Visiting my parents in Mary Esther, Florida, I decided to walk down their wooded path at dusk to the Santa Rosa Sound. I saw a gaggle of geese waddling down the beach, then over my left shoulder caught site of the beast. Not a wolf, coyote or other dog-like animal, not a short-tailed bobcat, but a sleek, black or dark grey long tailed cat, larger than my 62 pound dog.
With front paw extended and creeping low to the ground, he was ready to pounce. I had already started to jump off the dock and when I landed in the sand, Big Kitty took off like lightning. Striking the pose of a hood ornament on a Jaguar, he was gone in an instant, but I had a great view since he was in a cleared area, only about 15-20 feet away (I can’t estimate distances very well, so I actually got out a tape measure to be factual – more honesty points).
The monster cat ran in the exact direction I needed to go to return to the house, so I either had to follow him, or swim to Destin. As I walked, not too fast, because cats like to chase things that run, I remembered a true family story, recorded in the Walton County history book about my great-great-great grandmother Howell who killed a big cat, which back then, they called a “catamount,” when it attacked her young son. When the boy was grown, he showed my father the scars he still had on his chest from the incident. “If my granny can kill a big cat with her bare hands, so can I,” but then prayed, “But God, you know I’m an exhausted middle-aged mom taking care of her parents, and I don’t have the energy to go all Kung Fu on Bagheera today. And besides, I’m having a really good hair day considering all this humidity . . .”

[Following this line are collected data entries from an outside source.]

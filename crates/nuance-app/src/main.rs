use std::env;
use std::sync::Arc;
use std::time::Duration;

use nuance_ai::GeminiClient;
use nuance_config::Config;
use nuance_core::storage::{JsonFileStore, KeyValueStore};
use tokio::signal;
use tracing_subscriber::EnvFilter;

pub mod controller;
pub mod events;
pub mod state;
pub mod ui;


use self::controller::AppController;
use self::state::{AppState, Services};

#[tokio::main]
async fn main() -> anyhow::Result<()> {
    if let Err(e) = dotenvy::dotenv()
        && !e.not_found()
    {
        eprintln!("ignoring unreadable .env: {e}");
    }
    init_tracing();

    let config = Config::new();
    tracing::info!(
        "model {} at {}, data in {}",
        config.gemini.model,
        config.gemini.api_url,
        config.storage.data_dir.display()
    );

    let gemini = Arc::new(GeminiClient::new(config.gemini.clone()));
    let services = Services {
        catalog: gemini.clone(),
        chat: gemini,
    };
    let storage: Box<dyn KeyValueStore> =
        Box::new(JsonFileStore::new(config.storage.data_dir.clone()));

    let state = Arc::new(AppState::new(config));
    let controller = AppController::new(state);
    let mut tasks = controller.spawn_tasks(services, storage);

    tokio::select! {
        result = signal::ctrl_c() => {
            match result {
                Ok(()) => tracing::info!("Shutdown requested"),
                Err(e) => tracing::error!("failed to listen for ctrl+c: {e}"),
            }
        }
        Some(result) = tasks.join_next() => {
            match result {
                Ok(Ok(())) => tracing::info!("task exited"),
                Ok(Err(e)) => tracing::error!("task failed: {e}"),
                Err(e) => tracing::error!("task panicked: {e}"),
            }
        }
    }

    controller.shutdown();
    while let Ok(Some(_)) = tokio::time::timeout(Duration::from_millis(500), tasks.join_next()).await {}

    Ok(())
}

/// Logs go to stderr so they never mix with the shell on stdout.
/// `RUST_LOG` filters (default `info`), `LOG_FORMAT=json` for machine output.
fn init_tracing() {
    let filter = EnvFilter::try_from_default_env().unwrap_or_else(|_| EnvFilter::new("info"));
    let builder = tracing_subscriber::fmt()
        .with_env_filter(filter)
        .with_writer(std::io::stderr);

    if env::var("LOG_FORMAT").is_ok_and(|v| v.eq_ignore_ascii_case("json")) {
        builder.json().init();
    } else {
        builder.with_ansi(atty::is(atty::Stream::Stderr)).init();
    }
}
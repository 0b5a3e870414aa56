mod catalog;
mod chat;
mod wire;

use std::time::Duration;

use futures_util::StreamExt;
use futures_util::stream::BoxStream;
use nuance_config::gemini::GeminiConfig;
use serde::Serialize;

use crate::{AiError, ChatService, ChatSession};

use self::chat::GeminiChatSession;
use self::wire::{Content, ErrorEnvelope, GenerateContentRequest};

/// Client for the Gemini REST API. Cheap to clone; the credential is only
/// checked when a request is about to be made.
#[derive(Clone)]
pub struct GeminiClient {
    client: reqwest::Client,
    config: GeminiConfig,
}

impl GeminiClient {
    pub fn new(config: GeminiConfig) -> Self {
        let client = reqwest::Client::builder()
            .connect_timeout(Duration::from_secs(config.timeout_seconds))
            .build()
            .unwrap_or_else(|e| {
                tracing::warn!("failed to build tuned HTTP client, using defaults: {e}");
                reqwest::Client::new()
            });

        Self { client, config }
    }

    pub fn model(&self) -> &str {
        &self.config.model
    }

    fn ensure_credential(&self) -> Result<(), AiError> {
        if self.config.has_credential() {
            Ok(())
        } else {
            Err(AiError::Configuration)
        }
    }

    fn endpoint(&self, method: &str) -> String {
        format!(
            "{}/models/{}:{}",
            self.config.api_url.trim_end_matches('/'),
            self.config.model,
            method
        )
    }

    /// POST a JSON body and fail on any non-success status
    async fn post<T: Serialize + ?Sized>(
        &self,
        url: &str,
        body: &T,
        timeout: Option<Duration>,
    ) -> Result<reqwest::Response, AiError> {
        self.ensure_credential()?;

        let mut request = self
            .client
            .post(url)
            .header("x-goog-api-key", self.config.api_key.trim())
            .json(body);
        if let Some(timeout) = timeout {
            request = request.timeout(timeout);
        }

        let response = request.send().await?;
        check_status(response).await
    }

    /// Open a streamed turn over the given history
    async fn open_stream(
        &self,
        system: &str,
        contents: &[Content],
    ) -> Result<BoxStream<'static, reqwest::Result<Vec<u8>>>, AiError> {
        let request = GenerateContentRequest {
            system_instruction: Content::system(system),
            contents,
            generation_config: None,
        };

        let url = format!("{}?alt=sse", self.endpoint("streamGenerateContent"));
        let response = self.post(&url, &request, None).await?;
        tracing::debug!("chat stream opened ({})", response.status());

        Ok(response
            .bytes_stream()
            .map(|chunk| chunk.map(|bytes| bytes.to_vec()))
            .boxed())
    }

    fn request_timeout(&self) -> Duration {
        Duration::from_secs(self.config.timeout_seconds)
    }
}

impl ChatService for GeminiClient {
    fn open_session(&self) -> Result<Box<dyn ChatSession>, AiError> {
        self.ensure_credential()?;
        tracing::info!("opening chat session with {}", self.config.model);
        Ok(Box::new(GeminiChatSession::new(self.clone())))
    }
}

async fn check_status(response: reqwest::Response) -> Result<reqwest::Response, AiError> {
    let status = response.status();
    if status.is_success() {
        return Ok(response);
    }

    let body = response.text().await.unwrap_or_default();
    let detail = serde_json::from_str::<ErrorEnvelope>(&body)
        .map(|envelope| envelope.error.describe())
        .unwrap_or(body);

    tracing::error!("Gemini returned HTTP {status}: {detail}");
    Err(AiError::Service(format!("HTTP {status}: {detail}")))
}
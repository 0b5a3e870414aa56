//! Card projections for both tabs. Saved state always comes from the
//! bookmark store, so a toggle on one tab is reflected on the other.

use nuance_types::{CardView, ExploreView, WordEntry};

use crate::bookmarks::BookmarkStore;
use crate::explore::ExploreController;
use crate::storage::KeyValueStore;

pub fn cards_for<S: KeyValueStore>(entries: &[WordEntry], store: &BookmarkStore<S>) -> Vec<CardView> {
    entries
        .iter()
        .map(|entry| CardView {
            entry: entry.clone(),
            saved: store.contains(entry),
        })
        .collect()
}

pub fn explore_view<S: KeyValueStore>(
    explore: &ExploreController,
    store: &BookmarkStore<S>,
) -> ExploreView {
    ExploreView {
        topic: explore.topic().to_string(),
        status: explore.status(),
        cards: cards_for(explore.results(), store),
        can_reset: explore.can_reset(),
        error: explore.error_message().map(str::to_string),
    }
}

/// The dictionary tab: every saved word, newest first
pub fn dictionary_cards<S: KeyValueStore>(store: &BookmarkStore<S>) -> Vec<CardView> {
    store
        .entries()
        .iter()
        .map(|entry| CardView {
            entry: entry.clone(),
            saved: true,
        })
        .collect()
}

/// Toggle from any card, returning the refreshed dictionary cards
pub fn toggle_saved<S: KeyValueStore>(
    store: &mut BookmarkStore<S>,
    entry: &WordEntry,
) -> Vec<CardView> {
    store.toggle(entry);
    dictionary_cards(store)
}
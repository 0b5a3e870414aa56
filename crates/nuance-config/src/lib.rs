use std::env;

use serde::{Deserialize, Serialize};

use self::gemini::GeminiConfig;
use self::storage::StorageConfig;
use self::ui::UiConfig;

pub mod gemini;
pub mod storage;
pub mod ui;

#[derive(Debug, Clone, Default, Serialize, Deserialize)]
#[serde(default)]
pub struct Config {
    pub gemini: GeminiConfig,
    pub storage: StorageConfig,
    pub ui: UiConfig,
}

impl Config {
    /// Build config from process environment, falling back to defaults
    pub fn new() -> Self {
        Self::from_lookup(|key| env::var(key).ok())
    }

    pub fn from_lookup(lookup: impl Fn(&str) -> Option<String>) -> Self {
        Config {
            gemini: GeminiConfig::from_lookup(&lookup),
            storage: StorageConfig::from_lookup(&lookup),
            ui: UiConfig::from_lookup(&lookup),
        }
    }
}
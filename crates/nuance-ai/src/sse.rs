/// Incremental decoder for a `text/event-stream` body.
///
/// Bytes are buffered until a blank line closes an event, so an event (or a
/// multi-byte character inside it) may be split across any number of reads.
#[derive(Debug, Default)]
pub struct SseDecoder {
    buffer: Vec<u8>,
}

impl SseDecoder {
    pub fn new() -> Self {
        Self::default()
    }

    /// Feed raw bytes, returning the `data` payload of every event completed by them
    pub fn push(&mut self, bytes: &[u8]) -> Vec<String> {
        self.buffer.extend_from_slice(bytes);

        let mut events = Vec::new();
        while let Some((end, separator)) = find_boundary(&self.buffer) {
            let raw: Vec<u8> = self.buffer.drain(..end + separator).collect();
            if let Some(data) = event_data(&raw[..end]) {
                events.push(data);
            }
        }
        events
    }

    /// Flush a trailing event the server did not terminate with a blank line
    pub fn finish(&mut self) -> Option<String> {
        let raw = std::mem::take(&mut self.buffer);
        event_data(&raw)
    }
}

/// Position of the first event terminator and its length
fn find_boundary(buffer: &[u8]) -> Option<(usize, usize)> {
    for (i, &byte) in buffer.iter().enumerate() {
        if byte != b'\n' {
            continue;
        }
        let rest = &buffer[i + 1..];
        if rest.starts_with(b"\n") {
            return Some((i, 2));
        }
        if rest.starts_with(b"\r\n") {
            return Some((i, 3));
        }
    }
    None
}

fn event_data(block: &[u8]) -> Option<String> {
    let text = String::from_utf8_lossy(block);

    let mut data: Option<String> = None;
    for line in text.split('\n') {
        let line = line.trim_end_matches('\r');
        let Some(value) = line.strip_prefix("data:") else {
            continue;
        };
        let value = value.strip_prefix(' ').unwrap_or(value);
        match data.as_mut() {
            Some(existing) => {
                existing.push('\n');
                existing.push_str(value);
            }
            None => data = Some(value.to_string()),
        }
    }
    data
}
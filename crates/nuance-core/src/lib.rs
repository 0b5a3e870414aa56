pub mod assistant;
pub mod bookmarks;
pub mod cards;
pub mod defaults;
pub mod explore;
pub mod storage;

#[cfg(test)]
mod fakes;
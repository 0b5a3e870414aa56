use std::fmt::Write;

use nuance_types::{CardView, ChatMessage, ChatRole, ExploreView, LoadingState, Tab};

const EMPTY_RESULTS: &str = "কোনো ফলাফল পাওয়া যায়নি। অন্য কোনো বিষয় অনুসন্ধান করুন।";
const EMPTY_DICTIONARY: &str = "আপনার ডিকশনারি খালি";
const EMPTY_DICTIONARY_HINT: &str =
    "অনুসন্ধান ট্যাবের যেকোনো কার্ড /save <n> দিয়ে এখানে যোগ করুন। শব্দ খুঁজতে /tab explore";

pub const HELP: &str = "\
কমান্ড:
  <বিষয়>              বিষয় অনুসন্ধান (অ্যাসিস্ট্যান্ট খোলা থাকলে প্রশ্ন)
  /search <বিষয়>      বিষয় অনুসন্ধান
  /topics             জনপ্রিয় বিষয়
  /topic <n>          জনপ্রিয় বিষয় n অনুসন্ধান
  /retry              পুনরায় চেষ্টা করুন
  /reset              প্রথম পাতা
  /save <n>           কার্ড n সেভ/সরান
  /tab explore|dictionary
  /chat               কোরআনিক অ্যাসিস্ট্যান্ট খুলুন/বন্ধ করুন
  /ask <প্রশ্ন>        অ্যাসিস্ট্যান্টকে প্রশ্ন
  /quit";

pub fn tab_bar(active: Tab, saved_count: usize) -> String {
    let marker = |tab: Tab| if tab == active { "▶" } else { " " };
    let count = if saved_count > 0 {
        format!(" ({saved_count})")
    } else {
        String::new()
    };
    format!(
        "{} অনুসন্ধান   {} আমার ডিকশনারি{count}",
        marker(Tab::Explore),
        marker(Tab::Dictionary)
    )
}

pub fn explore(view: &ExploreView, show_category: bool) -> String {
    let mut out = String::new();

    let heading = if view.status == LoadingState::Loading {
        format!("{} সম্পর্কে অনুসন্ধান করা হচ্ছে...", view.topic)
    } else {
        format!("{} সম্পর্কিত শব্দসমূহ", view.topic)
    };
    let _ = write!(out, "== {heading}");
    if view.can_reset {
        out.push_str("   [/reset প্রথম পাতা]");
    }
    out.push('\n');

    match view.status {
        LoadingState::Loading => out.push_str("...\n"),
        LoadingState::Error => {
            let message = view.error.as_deref().unwrap_or_default();
            let _ = writeln!(out, "{message}\n[/retry পুনরায় চেষ্টা করুন]");
        }
        LoadingState::Success if view.cards.is_empty() => {
            let _ = writeln!(out, "{EMPTY_RESULTS}");
        }
        _ => out.push_str(&cards(&view.cards, show_category)),
    }
    out
}

pub fn dictionary(cards_view: &[CardView], show_category: bool) -> String {
    let mut out = format!("== আমার ডিকশনারি ({})\n", cards_view.len());
    if cards_view.is_empty() {
        let _ = writeln!(out, "{EMPTY_DICTIONARY}\n{EMPTY_DICTIONARY_HINT}");
    } else {
        out.push_str(&cards(cards_view, show_category));
    }
    out
}

pub fn cards(cards: &[CardView], show_category: bool) -> String {
    cards
        .iter()
        .enumerate()
        .map(|(i, card)| card_text(i + 1, card, show_category))
        .collect::<Vec<_>>()
        .join("\n")
}

fn card_text(index: usize, card: &CardView, show_category: bool) -> String {
    let entry = &card.entry;
    let mark = if card.saved { "★" } else { "☆" };

    let mut out = String::new();
    let _ = writeln!(
        out,
        "[{index}] {mark} {}  ({})",
        entry.arabic(),
        entry.transliteration()
    );
    let _ = writeln!(out, "    {}", entry.meaning());
    let _ = writeln!(out, "    গভীর অর্থ: {}", entry.nuance());
    let _ = writeln!(out, "    সূত্র: {}", entry.reference());
    if show_category && let Some(category) = entry.category() {
        let _ = writeln!(out, "    #{category}");
    }
    out
}

pub fn topics(suggested: &[String]) -> String {
    let mut out = String::from("জনপ্রিয় বিষয়:\n");
    for (i, topic) in suggested.iter().enumerate() {
        let _ = writeln!(out, "  {}. {topic}", i + 1);
    }
    out
}

pub fn speaker(role: ChatRole) -> &'static str {
    match role {
        ChatRole::User => "আপনি",
        ChatRole::Assistant => "অ্যাসিস্ট্যান্ট",
    }
}

pub fn message(message: &ChatMessage) -> String {
    format!("{}: {}", speaker(message.role), message.text)
}

pub fn transcript(messages: &[ChatMessage]) -> String {
    let mut out = String::from("== কোরআনিক অ্যাসিস্ট্যান্ট (AI দ্বারা চালিত)\n");
    for m in messages {
        let _ = writeln!(out, "{}", message(m));
    }
    out
}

Even though neighbors confirmed their dog was fighting something “big” in the bushes a few nights before, no one believed me and even my own mother laughed a judgmental ha-ha-ha.
The next day, I wanted to examine the beach for evidence of a goose dinner, so I took one of my dad’s fishing knives with a pretty leather case, and put it in the pocket of my new Talbot’s skirt. I love animals but wouldn’t hesitate to whoop-up on the panther and carry him home on my shoulders because Southern women will do anything to prove they are right. I only got as far as the top of the pathway and chickened out. Instead, I used the knife to cut some pretty magnolia leaves for an arrangement.
Four days later, my mother called, near hysteria, telling me about a story in The North West Florida Daily News, by journalist Annie Blanks. An animal exactly matching the description of “my” panther had been captured on video 20 miles north, through undeveloped Air Force land. I contacted the creator of the video, Joshua Neel, who agreed it was at least 60 pounds and looked like a panther. The cat in his yard was large enough to bend a sturdy fence. Although the local wildlife officials said it was probably a “jaguarundi”– which I’d never heard of, but discovered they only grow to an average of 20 pounds and live in South America.
AL.com environmental reporter, Ben Raines, who is very “outdoorsy,” said it could indeed have been a panther, so who knows? Either way, I’ve got a great story to tell my grandchildren someday. Not as heroic as my great-great-great granny’s story, but a good tale, nonetheless. I promise you one last time, my journalistic integrity is alive and well, and thank God, so am I.